His aren't as visible though.

Flowing through Nick's body is new blood; different from the Type B he was born with.

He is now Type A, the same blood type as his anonymous donor.

Nick is what's called a "chimera" — he has two different DNA's.

His blood is his donor's DNA, his hair and skin his original DNA.

This month he was back on his bike, competing for the first time again.

"I placed 16th, which wasn't exactly what I was looking for, but you know what, I had fun and was just glad to be back on the bike and not too bothered with it," he shrugs.

The past year has brought the Geddes family closer together. And Nick has been changed profoundly.

"I tend not to look at stuff as critically as a I used to," he says.

Where once he would have been thinking about races weeks ahead of time, planning about what time he wanted and how he was going to get it, now he takes a more day-by-day approach.

"I've noticed that he's noticing more around him," says his mom.

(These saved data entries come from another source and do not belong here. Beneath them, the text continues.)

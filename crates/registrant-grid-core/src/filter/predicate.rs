use std::cmp::Ordering;
use std::collections::HashSet;

use serde::{Deserialize, Serialize};

use super::attribute::ValueFilter;
use super::values::{DateRange, UpperBound};
use crate::models::{AttributeEntity, Gender, Person, PhoneKind, Registrant};
use crate::store::RegistrationData;
use crate::utils::{cmp_ignore_case, contains_ignore_case, starts_with_ignore_case};

/// Person text column a text predicate reads.
#[derive(Debug, Clone, Copy, PartialEq, Eq, Serialize, Deserialize)]
pub enum TextColumn {
    /// Matches if either the nick name or the legal first name matches.
    FirstOrNickName,
    LastName,
    MiddleName,
    Email,
}

#[derive(Debug, Clone, Copy, PartialEq, Eq, Serialize, Deserialize)]
pub enum TextMatch {
    StartsWith,
    Contains,
}

#[derive(Debug, Clone, Copy, PartialEq, Eq, Serialize, Deserialize)]
pub enum DateColumn {
    BirthDate,
    AnniversaryDate,
}

/// Existential attribute test: the registrant's related entity has a value
/// for the attribute that passes the filter.
#[derive(Debug, Clone, PartialEq)]
pub struct AttributeMatch {
    pub entity: AttributeEntity,
    pub attribute_id: i64,
    pub filter: ValueFilter,
}

/// One conjunct of a [`RegistrantQuery`].
///
/// Predicates that correspond to a sub-query carry the id set it produced,
/// so evaluation is a membership test.
#[derive(Debug, Clone, PartialEq)]
pub enum RegistrantPredicate {
    WaitList(bool),
    Text {
        column: TextColumn,
        mode: TextMatch,
        needle: String,
    },
    DateRange {
        column: DateColumn,
        range: DateRange,
        upper_bound: UpperBound,
    },
    CreatedWithin {
        range: DateRange,
        upper_bound: UpperBound,
    },
    GraduationYear(i32),
    Gender(Gender),
    MaritalStatus(i64),
    FamilyCampus {
        campus_id: i64,
        person_ids: HashSet<i64>,
    },
    Phone {
        kind: PhoneKind,
        digits: String,
        person_ids: HashSet<i64>,
    },
    /// Person has no active membership in any group under `parent_group_id`.
    NotPlacedUnder {
        parent_group_id: i64,
        person_ids: HashSet<i64>,
    },
    Attribute(AttributeMatch),
}

impl RegistrantPredicate {
    pub fn matches(
        &self,
        registrant: &Registrant,
        person: Option<&Person>,
        data: &dyn RegistrationData,
    ) -> bool {
        match self {
            RegistrantPredicate::WaitList(on) => registrant.on_wait_list == *on,
            RegistrantPredicate::CreatedWithin { range, upper_bound } => registrant
                .created_at
                .map_or(false, |at| range.contains_datetime(at, *upper_bound)),
            RegistrantPredicate::NotPlacedUnder { person_ids, .. } => {
                person.map_or(true, |p| !person_ids.contains(&p.id))
            }
            RegistrantPredicate::Attribute(m) => attribute_matches(m, registrant, person, data),
            _ => match person {
                Some(person) => self.matches_person(person),
                None => false,
            },
        }
    }

    fn matches_person(&self, person: &Person) -> bool {
        match self {
            RegistrantPredicate::Text { column, mode, needle } => {
                let test = |value: &str| match mode {
                    TextMatch::StartsWith => starts_with_ignore_case(value, needle),
                    TextMatch::Contains => contains_ignore_case(value, needle),
                };
                match column {
                    TextColumn::FirstOrNickName => {
                        person.nick_name.as_deref().map_or(false, test) || test(&person.first_name)
                    }
                    TextColumn::LastName => test(&person.last_name),
                    TextColumn::MiddleName => person.middle_name.as_deref().map_or(false, test),
                    TextColumn::Email => person.email.as_deref().map_or(false, test),
                }
            }
            RegistrantPredicate::DateRange { column, range, upper_bound } => {
                let date = match column {
                    DateColumn::BirthDate => person.birth_date,
                    DateColumn::AnniversaryDate => person.anniversary_date,
                };
                date.map_or(false, |d| range.contains(d, *upper_bound))
            }
            RegistrantPredicate::GraduationYear(year) => person.graduation_year == Some(*year),
            RegistrantPredicate::Gender(gender) => person.gender == *gender,
            RegistrantPredicate::MaritalStatus(id) => person.marital_status_value_id == Some(*id),
            RegistrantPredicate::FamilyCampus { person_ids, .. }
            | RegistrantPredicate::Phone { person_ids, .. } => person_ids.contains(&person.id),
            _ => true,
        }
    }
}

fn attribute_matches(
    m: &AttributeMatch,
    registrant: &Registrant,
    person: Option<&Person>,
    data: &dyn RegistrationData,
) -> bool {
    let entity_id = match m.entity {
        AttributeEntity::Registrant => Some(registrant.id),
        AttributeEntity::Person => person.map(|p| p.id),
        AttributeEntity::GroupMember => registrant.group_member_id,
    };
    let Some(entity_id) = entity_id else {
        return false;
    };

    match data.attribute_value(m.attribute_id, entity_id) {
        Some(value) => m.filter.matches(&value.value),
        None => data
            .attribute(m.attribute_id)
            .and_then(|a| a.default_value.as_deref())
            .map_or(false, |default| m.filter.matches(default)),
    }
}

// ============================================================================
// Sorting
// ============================================================================

#[derive(Debug, Clone, Copy, PartialEq, Eq, Serialize, Deserialize)]
pub enum SortColumn {
    Id,
    LastName,
    NickName,
    FirstName,
    Email,
    BirthDate,
    CreatedDate,
    Cost,
}

impl SortColumn {
    pub fn parse(s: &str) -> Option<Self> {
        match s.trim().to_ascii_lowercase().as_str() {
            "id" => Some(SortColumn::Id),
            "lastname" | "last" => Some(SortColumn::LastName),
            "nickname" | "nick" => Some(SortColumn::NickName),
            "firstname" | "first" => Some(SortColumn::FirstName),
            "email" => Some(SortColumn::Email),
            "birthdate" => Some(SortColumn::BirthDate),
            "createddate" | "created" | "createddatetime" => Some(SortColumn::CreatedDate),
            "cost" => Some(SortColumn::Cost),
            _ => None,
        }
    }
}

#[derive(Debug, Clone, Copy, PartialEq, Eq, Default, Serialize, Deserialize)]
pub enum SortDirection {
    #[default]
    Ascending,
    Descending,
}

/// One sort key, as requested by the caller.
#[derive(Debug, Clone, Copy, PartialEq, Eq, Serialize, Deserialize)]
pub struct SortSpec {
    pub column: SortColumn,
    pub direction: SortDirection,
}

impl SortSpec {
    pub fn ascending(column: SortColumn) -> Self {
        Self {
            column,
            direction: SortDirection::Ascending,
        }
    }

    /// Parse `"<column> [asc|desc]"`.
    pub fn parse(s: &str) -> Option<Self> {
        let mut parts = s.split_whitespace();
        let column = SortColumn::parse(parts.next()?)?;
        let direction = match parts.next().map(|d| d.to_ascii_lowercase()) {
            None => SortDirection::Ascending,
            Some(d) if d == "asc" => SortDirection::Ascending,
            Some(d) if d == "desc" => SortDirection::Descending,
            Some(_) => return None,
        };
        Some(Self { column, direction })
    }
}

/// Ordered list of sort keys applied with a stable sort.
#[derive(Debug, Clone, PartialEq, Eq, Default)]
pub struct RegistrantOrdering {
    pub keys: Vec<SortSpec>,
}

impl RegistrantOrdering {
    pub fn new(keys: Vec<SortSpec>) -> Self {
        Self { keys }
    }

    pub fn sort(&self, rows: &mut [&Registrant], data: &dyn RegistrationData) {
        if self.keys.is_empty() {
            return;
        }
        rows.sort_by(|a, b| {
            let pa = a.person_id.and_then(|id| data.person(id));
            let pb = b.person_id.and_then(|id| data.person(id));
            self.keys
                .iter()
                .map(|key| {
                    let ord = compare(key.column, a, pa, b, pb);
                    match key.direction {
                        SortDirection::Ascending => ord,
                        SortDirection::Descending => ord.reverse(),
                    }
                })
                .find(|ord| *ord != Ordering::Equal)
                .unwrap_or(Ordering::Equal)
        });
    }
}

fn compare(
    column: SortColumn,
    a: &Registrant,
    pa: Option<&Person>,
    b: &Registrant,
    pb: Option<&Person>,
) -> Ordering {
    let text = |f: fn(&Person) -> Option<&str>| {
        let va = pa.and_then(f).unwrap_or("");
        let vb = pb.and_then(f).unwrap_or("");
        cmp_ignore_case(va, vb)
    };
    match column {
        SortColumn::Id => a.id.cmp(&b.id),
        SortColumn::LastName => text(|p| Some(p.last_name.as_str())),
        SortColumn::NickName => text(|p| Some(p.preferred_name())),
        SortColumn::FirstName => text(|p| Some(p.first_name.as_str())),
        SortColumn::Email => text(|p| p.email.as_deref()),
        SortColumn::BirthDate => pa
            .and_then(|p| p.birth_date)
            .cmp(&pb.and_then(|p| p.birth_date)),
        SortColumn::CreatedDate => a.created_at.cmp(&b.created_at),
        SortColumn::Cost => a
            .total_cost()
            .partial_cmp(&b.total_cost())
            .unwrap_or(Ordering::Equal),
    }
}

// ============================================================================
// Query
// ============================================================================

/// Conjunction of predicates over the registrants of one instance.
///
/// Adding a predicate only narrows the row set; row shape never changes.
#[derive(Debug, Clone, PartialEq)]
pub struct RegistrantQuery {
    pub instance_id: i64,
    predicates: Vec<RegistrantPredicate>,
}

impl RegistrantQuery {
    pub fn for_instance(instance_id: i64) -> Self {
        Self {
            instance_id,
            predicates: Vec::new(),
        }
    }

    pub fn and(mut self, predicate: RegistrantPredicate) -> Self {
        self.push(predicate);
        self
    }

    pub fn push(&mut self, predicate: RegistrantPredicate) {
        self.predicates.push(predicate);
    }

    pub fn predicates(&self) -> &[RegistrantPredicate] {
        &self.predicates
    }

    pub fn matches(&self, registrant: &Registrant, data: &dyn RegistrationData) -> bool {
        let person = registrant.person_id.and_then(|id| data.person(id));
        self.predicates
            .iter()
            .all(|p| p.matches(registrant, person, data))
    }

    /// Matching registrants in storage order.
    pub fn execute<'a>(&self, data: &'a dyn RegistrationData) -> Vec<&'a Registrant> {
        data.registrants(self.instance_id)
            .into_iter()
            .filter(|r| self.matches(r, data))
            .collect()
    }
}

Earlier this year the Geddes family travelled to Australia, New Zealand and the Cook Islands on a family holiday. For six weeks Nick didn't see any doctors, had no hospital visits and simply had time to live.

They probably took about 500 pictures of sunsets while they were on vacation, they say laughing about it as they think back on their holiday.

Because, it just may be that for Nick sunsets will never look quite the same again.

Daffodil Days are here

The Canadian Cancer Society is in the homestretch of its annual Daffodil campaign.

In Whistler daffodils were on sale over the April 14-15 weekend and the community came out in force.

"People were very generous," said Sue Woods, manager of revenue development for the Canadian Cancer Society. "Both the community and the visitors."

The annual campaign, with its signature cheerful yellow flower is designed not only to raise funds but also awareness about cancer. It is gaining momentum year-over-year, she added, particularly the new daffodil pins that were created in B.C. in 2010 and have now spread nationally.

"It's showing your sign of support for those that are on their cancer journey," said Woods, of wearing a pin or buying the daffodils.

"We may not understand what they're going through but... they're not alone."

The final tally on the Whistler numbers isn't complete and the fundraising across the country continues until the end of the month.

Daffodil Day has been designated as Friday April 27.

The society appeals to Canadians to take a moment on this day to think about the thousands of people who are living with cancer and to remember those who have died.